- _Problem details_: Instruction for the data below: set down exactly the lines from the line with "if let Some(ref" to the line with "let mut rows = stmt.query(params![agent_id]).map_err(storage)?;", inclusive, and no others.

- _Provided records_:
----

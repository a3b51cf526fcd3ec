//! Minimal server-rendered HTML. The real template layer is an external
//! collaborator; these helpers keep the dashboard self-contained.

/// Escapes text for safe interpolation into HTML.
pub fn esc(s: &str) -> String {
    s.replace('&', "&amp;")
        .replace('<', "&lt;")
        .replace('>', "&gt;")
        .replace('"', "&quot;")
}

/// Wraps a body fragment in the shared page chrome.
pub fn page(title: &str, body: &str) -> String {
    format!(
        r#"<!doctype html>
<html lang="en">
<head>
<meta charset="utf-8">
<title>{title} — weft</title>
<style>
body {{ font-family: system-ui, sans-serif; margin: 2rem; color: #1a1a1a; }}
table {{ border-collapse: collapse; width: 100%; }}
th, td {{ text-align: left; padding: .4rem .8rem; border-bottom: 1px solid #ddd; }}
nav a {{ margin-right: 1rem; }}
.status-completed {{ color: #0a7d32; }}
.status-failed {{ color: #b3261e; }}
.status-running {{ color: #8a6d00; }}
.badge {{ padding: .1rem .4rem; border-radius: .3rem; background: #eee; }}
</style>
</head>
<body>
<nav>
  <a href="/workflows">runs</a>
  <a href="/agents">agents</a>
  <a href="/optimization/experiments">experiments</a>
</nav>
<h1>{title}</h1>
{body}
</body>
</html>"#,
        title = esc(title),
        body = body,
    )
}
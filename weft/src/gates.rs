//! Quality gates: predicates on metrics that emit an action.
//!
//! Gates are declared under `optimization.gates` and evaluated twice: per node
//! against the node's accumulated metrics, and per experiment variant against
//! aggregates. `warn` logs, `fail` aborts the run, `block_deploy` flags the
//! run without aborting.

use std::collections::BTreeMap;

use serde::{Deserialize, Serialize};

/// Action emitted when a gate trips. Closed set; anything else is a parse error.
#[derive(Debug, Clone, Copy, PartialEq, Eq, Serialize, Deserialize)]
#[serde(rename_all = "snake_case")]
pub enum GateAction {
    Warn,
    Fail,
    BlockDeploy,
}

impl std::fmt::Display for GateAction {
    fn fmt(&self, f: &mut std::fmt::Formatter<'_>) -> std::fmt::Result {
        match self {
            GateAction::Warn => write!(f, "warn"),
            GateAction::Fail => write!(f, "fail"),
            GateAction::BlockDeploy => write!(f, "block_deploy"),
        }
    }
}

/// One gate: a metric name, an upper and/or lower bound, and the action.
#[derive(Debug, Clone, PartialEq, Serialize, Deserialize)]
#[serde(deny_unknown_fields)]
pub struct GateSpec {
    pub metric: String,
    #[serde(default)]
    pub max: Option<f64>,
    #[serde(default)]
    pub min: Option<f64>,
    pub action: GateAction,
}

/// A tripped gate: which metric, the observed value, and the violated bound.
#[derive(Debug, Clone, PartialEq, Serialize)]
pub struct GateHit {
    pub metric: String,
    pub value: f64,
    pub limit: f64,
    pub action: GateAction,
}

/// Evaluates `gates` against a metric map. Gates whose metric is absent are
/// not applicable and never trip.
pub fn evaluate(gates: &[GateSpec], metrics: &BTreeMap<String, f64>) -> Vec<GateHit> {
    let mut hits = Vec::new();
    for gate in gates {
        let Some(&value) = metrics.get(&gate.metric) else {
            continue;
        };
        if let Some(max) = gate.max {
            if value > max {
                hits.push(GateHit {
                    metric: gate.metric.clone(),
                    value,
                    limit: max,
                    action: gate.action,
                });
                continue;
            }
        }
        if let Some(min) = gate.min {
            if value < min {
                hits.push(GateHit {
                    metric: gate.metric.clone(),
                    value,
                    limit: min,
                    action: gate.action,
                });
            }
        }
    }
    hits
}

----

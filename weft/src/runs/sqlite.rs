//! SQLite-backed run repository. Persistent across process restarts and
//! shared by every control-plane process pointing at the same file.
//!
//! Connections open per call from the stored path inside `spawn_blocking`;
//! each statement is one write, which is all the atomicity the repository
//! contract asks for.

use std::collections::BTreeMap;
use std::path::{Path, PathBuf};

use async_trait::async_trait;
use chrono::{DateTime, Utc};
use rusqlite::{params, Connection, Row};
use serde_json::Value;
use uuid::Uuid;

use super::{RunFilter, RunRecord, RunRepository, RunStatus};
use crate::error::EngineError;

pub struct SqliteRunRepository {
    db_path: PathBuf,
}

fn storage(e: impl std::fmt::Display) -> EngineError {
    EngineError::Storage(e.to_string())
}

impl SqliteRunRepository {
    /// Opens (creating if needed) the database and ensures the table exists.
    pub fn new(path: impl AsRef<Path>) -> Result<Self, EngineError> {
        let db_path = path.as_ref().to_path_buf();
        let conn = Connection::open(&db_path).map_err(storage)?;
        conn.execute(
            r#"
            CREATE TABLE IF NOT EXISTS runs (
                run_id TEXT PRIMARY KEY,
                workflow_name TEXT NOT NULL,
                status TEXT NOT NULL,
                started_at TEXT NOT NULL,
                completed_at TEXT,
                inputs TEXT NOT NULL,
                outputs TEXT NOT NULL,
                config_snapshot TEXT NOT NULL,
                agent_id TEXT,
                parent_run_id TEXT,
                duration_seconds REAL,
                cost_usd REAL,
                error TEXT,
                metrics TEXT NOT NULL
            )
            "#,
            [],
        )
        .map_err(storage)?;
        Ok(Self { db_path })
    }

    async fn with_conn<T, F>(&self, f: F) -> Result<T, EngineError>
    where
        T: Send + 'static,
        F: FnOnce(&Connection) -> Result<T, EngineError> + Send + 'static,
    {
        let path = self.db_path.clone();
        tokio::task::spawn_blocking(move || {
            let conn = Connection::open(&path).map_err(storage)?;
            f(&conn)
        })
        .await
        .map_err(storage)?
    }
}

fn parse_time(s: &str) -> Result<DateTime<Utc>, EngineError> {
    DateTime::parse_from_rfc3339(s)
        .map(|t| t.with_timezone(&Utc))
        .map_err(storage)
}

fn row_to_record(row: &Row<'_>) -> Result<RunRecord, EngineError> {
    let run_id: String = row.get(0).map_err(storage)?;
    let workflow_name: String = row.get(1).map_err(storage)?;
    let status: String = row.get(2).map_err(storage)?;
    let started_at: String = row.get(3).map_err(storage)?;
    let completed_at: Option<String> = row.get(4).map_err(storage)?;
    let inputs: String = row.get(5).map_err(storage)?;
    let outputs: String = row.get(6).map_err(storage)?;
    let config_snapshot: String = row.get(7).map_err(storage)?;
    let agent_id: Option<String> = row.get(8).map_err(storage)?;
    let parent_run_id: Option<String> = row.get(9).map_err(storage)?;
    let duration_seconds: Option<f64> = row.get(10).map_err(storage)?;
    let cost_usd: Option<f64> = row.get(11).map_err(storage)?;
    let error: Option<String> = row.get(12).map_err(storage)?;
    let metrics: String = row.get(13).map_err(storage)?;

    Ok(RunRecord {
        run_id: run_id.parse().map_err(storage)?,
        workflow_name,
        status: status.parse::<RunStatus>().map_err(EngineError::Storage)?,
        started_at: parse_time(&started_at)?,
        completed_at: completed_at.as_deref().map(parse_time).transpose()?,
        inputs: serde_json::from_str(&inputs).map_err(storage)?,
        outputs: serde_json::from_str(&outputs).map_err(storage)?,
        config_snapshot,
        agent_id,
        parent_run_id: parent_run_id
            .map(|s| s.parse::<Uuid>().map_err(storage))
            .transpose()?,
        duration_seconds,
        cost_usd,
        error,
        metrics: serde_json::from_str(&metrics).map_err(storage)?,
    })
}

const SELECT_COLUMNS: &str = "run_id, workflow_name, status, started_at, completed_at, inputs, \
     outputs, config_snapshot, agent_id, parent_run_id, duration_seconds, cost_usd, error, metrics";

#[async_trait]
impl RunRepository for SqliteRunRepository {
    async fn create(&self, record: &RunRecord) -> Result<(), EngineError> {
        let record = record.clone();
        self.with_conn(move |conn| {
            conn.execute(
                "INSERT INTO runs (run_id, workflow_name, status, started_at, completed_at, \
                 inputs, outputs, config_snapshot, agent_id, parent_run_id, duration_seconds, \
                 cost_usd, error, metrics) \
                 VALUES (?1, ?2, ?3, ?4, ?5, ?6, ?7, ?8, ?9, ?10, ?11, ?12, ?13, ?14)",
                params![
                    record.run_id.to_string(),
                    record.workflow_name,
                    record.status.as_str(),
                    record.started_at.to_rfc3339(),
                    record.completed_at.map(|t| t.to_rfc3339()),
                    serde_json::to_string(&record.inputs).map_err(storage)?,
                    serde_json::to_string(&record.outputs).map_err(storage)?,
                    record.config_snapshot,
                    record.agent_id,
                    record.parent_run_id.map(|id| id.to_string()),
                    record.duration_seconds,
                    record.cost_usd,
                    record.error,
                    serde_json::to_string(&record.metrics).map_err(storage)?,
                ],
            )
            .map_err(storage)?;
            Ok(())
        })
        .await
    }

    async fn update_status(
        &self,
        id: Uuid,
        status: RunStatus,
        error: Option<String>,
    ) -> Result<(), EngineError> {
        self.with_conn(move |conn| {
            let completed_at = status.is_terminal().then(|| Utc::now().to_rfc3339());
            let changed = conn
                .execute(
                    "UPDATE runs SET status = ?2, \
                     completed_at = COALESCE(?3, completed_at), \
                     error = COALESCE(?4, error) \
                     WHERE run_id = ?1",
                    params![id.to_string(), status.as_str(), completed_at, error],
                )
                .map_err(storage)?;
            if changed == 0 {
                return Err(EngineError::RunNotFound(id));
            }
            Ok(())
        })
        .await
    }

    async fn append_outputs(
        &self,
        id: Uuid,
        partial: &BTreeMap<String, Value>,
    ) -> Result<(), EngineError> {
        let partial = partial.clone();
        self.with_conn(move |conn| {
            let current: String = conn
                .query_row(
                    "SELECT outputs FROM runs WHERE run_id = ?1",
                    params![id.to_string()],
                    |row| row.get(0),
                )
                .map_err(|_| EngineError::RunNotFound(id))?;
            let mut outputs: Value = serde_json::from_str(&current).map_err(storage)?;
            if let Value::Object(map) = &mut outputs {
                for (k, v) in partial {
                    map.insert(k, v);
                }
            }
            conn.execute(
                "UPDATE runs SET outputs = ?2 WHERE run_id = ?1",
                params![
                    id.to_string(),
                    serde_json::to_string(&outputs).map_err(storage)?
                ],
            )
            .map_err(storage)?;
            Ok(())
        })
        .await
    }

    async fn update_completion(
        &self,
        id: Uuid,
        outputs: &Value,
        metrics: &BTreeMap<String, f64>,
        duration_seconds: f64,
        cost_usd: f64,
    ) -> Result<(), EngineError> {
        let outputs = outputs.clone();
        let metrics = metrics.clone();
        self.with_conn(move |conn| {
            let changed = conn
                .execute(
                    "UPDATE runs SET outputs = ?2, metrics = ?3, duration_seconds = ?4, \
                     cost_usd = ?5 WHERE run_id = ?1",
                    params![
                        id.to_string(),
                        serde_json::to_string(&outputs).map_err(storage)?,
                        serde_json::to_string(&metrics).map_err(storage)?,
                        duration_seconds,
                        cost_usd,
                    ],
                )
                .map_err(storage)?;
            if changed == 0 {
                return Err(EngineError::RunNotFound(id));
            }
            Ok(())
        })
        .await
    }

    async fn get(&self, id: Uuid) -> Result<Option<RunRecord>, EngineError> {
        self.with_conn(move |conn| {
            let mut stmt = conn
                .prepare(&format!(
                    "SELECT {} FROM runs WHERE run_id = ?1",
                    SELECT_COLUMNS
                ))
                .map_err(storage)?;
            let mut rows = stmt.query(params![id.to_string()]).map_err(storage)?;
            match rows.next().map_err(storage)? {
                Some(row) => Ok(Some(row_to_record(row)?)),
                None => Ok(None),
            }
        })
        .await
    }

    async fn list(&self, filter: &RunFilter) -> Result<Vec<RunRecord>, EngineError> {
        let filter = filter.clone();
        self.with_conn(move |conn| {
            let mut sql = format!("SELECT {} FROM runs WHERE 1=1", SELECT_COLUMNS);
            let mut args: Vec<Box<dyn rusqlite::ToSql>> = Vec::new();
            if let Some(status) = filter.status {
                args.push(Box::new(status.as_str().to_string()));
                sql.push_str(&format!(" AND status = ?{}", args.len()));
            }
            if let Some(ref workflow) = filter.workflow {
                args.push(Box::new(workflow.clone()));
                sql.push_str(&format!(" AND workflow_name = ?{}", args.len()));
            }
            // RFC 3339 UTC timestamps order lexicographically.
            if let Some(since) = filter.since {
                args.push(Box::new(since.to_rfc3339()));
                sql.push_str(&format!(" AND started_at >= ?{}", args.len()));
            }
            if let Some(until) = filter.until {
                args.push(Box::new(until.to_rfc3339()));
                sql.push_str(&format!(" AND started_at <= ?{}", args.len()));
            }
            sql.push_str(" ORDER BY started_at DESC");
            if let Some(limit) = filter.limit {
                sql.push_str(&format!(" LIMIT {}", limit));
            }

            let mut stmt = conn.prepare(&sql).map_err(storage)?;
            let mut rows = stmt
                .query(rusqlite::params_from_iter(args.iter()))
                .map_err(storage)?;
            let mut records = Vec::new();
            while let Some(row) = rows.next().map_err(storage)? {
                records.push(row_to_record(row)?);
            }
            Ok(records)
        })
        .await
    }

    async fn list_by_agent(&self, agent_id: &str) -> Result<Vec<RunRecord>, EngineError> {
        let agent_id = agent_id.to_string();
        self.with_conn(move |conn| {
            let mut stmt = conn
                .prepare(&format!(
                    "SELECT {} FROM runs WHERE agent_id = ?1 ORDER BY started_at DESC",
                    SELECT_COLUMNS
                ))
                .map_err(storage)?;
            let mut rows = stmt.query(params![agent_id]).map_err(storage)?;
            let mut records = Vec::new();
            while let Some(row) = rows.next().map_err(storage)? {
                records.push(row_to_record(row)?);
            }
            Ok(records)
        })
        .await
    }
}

----

- _Result of the exercise_:
            if let Some(ref workflow) = filter.workflow {
                args.push(Box::new(workflow.clone()));
                sql.push_str(&format!(" AND workflow_name = ?{}", args.len()));
            }
            // RFC 3339 UTC timestamps order lexicographically.
            if let Some(since) = filter.since {
                args.push(Box::new(since.to_rfc3339()));
                sql.push_str(&format!(" AND started_at >= ?{}", args.len()));
            }
            if let Some(until) = filter.until {
                args.push(Box::new(until.to_rfc3339()));
                sql.push_str(&format!(" AND started_at <= ?{}", args.len()));
            }
            sql.push_str(" ORDER BY started_at DESC");
            if let Some(limit) = filter.limit {
                sql.push_str(&format!(" LIMIT {}", limit));
            }

            let mut stmt = conn.prepare(&sql).map_err(storage)?;
            let mut rows = stmt
                .query(rusqlite::params_from_iter(args.iter()))
                .map_err(storage)?;
            let mut records = Vec::new();
            while let Some(row) = rows.next().map_err(storage)? {
                records.push(row_to_record(row)?);
            }
            Ok(records)
        })
        .await
    }

    async fn list_by_agent(&self, agent_id: &str) -> Result<Vec<RunRecord>, EngineError> {
        let agent_id = agent_id.to_string();
        self.with_conn(move |conn| {
            let mut stmt = conn
                .prepare(&format!(
                    "SELECT {} FROM runs WHERE agent_id = ?1 ORDER BY started_at DESC",
                    SELECT_COLUMNS
                ))
                .map_err(storage)?;
            let mut rows = stmt.query(params![agent_id]).map_err(storage)?;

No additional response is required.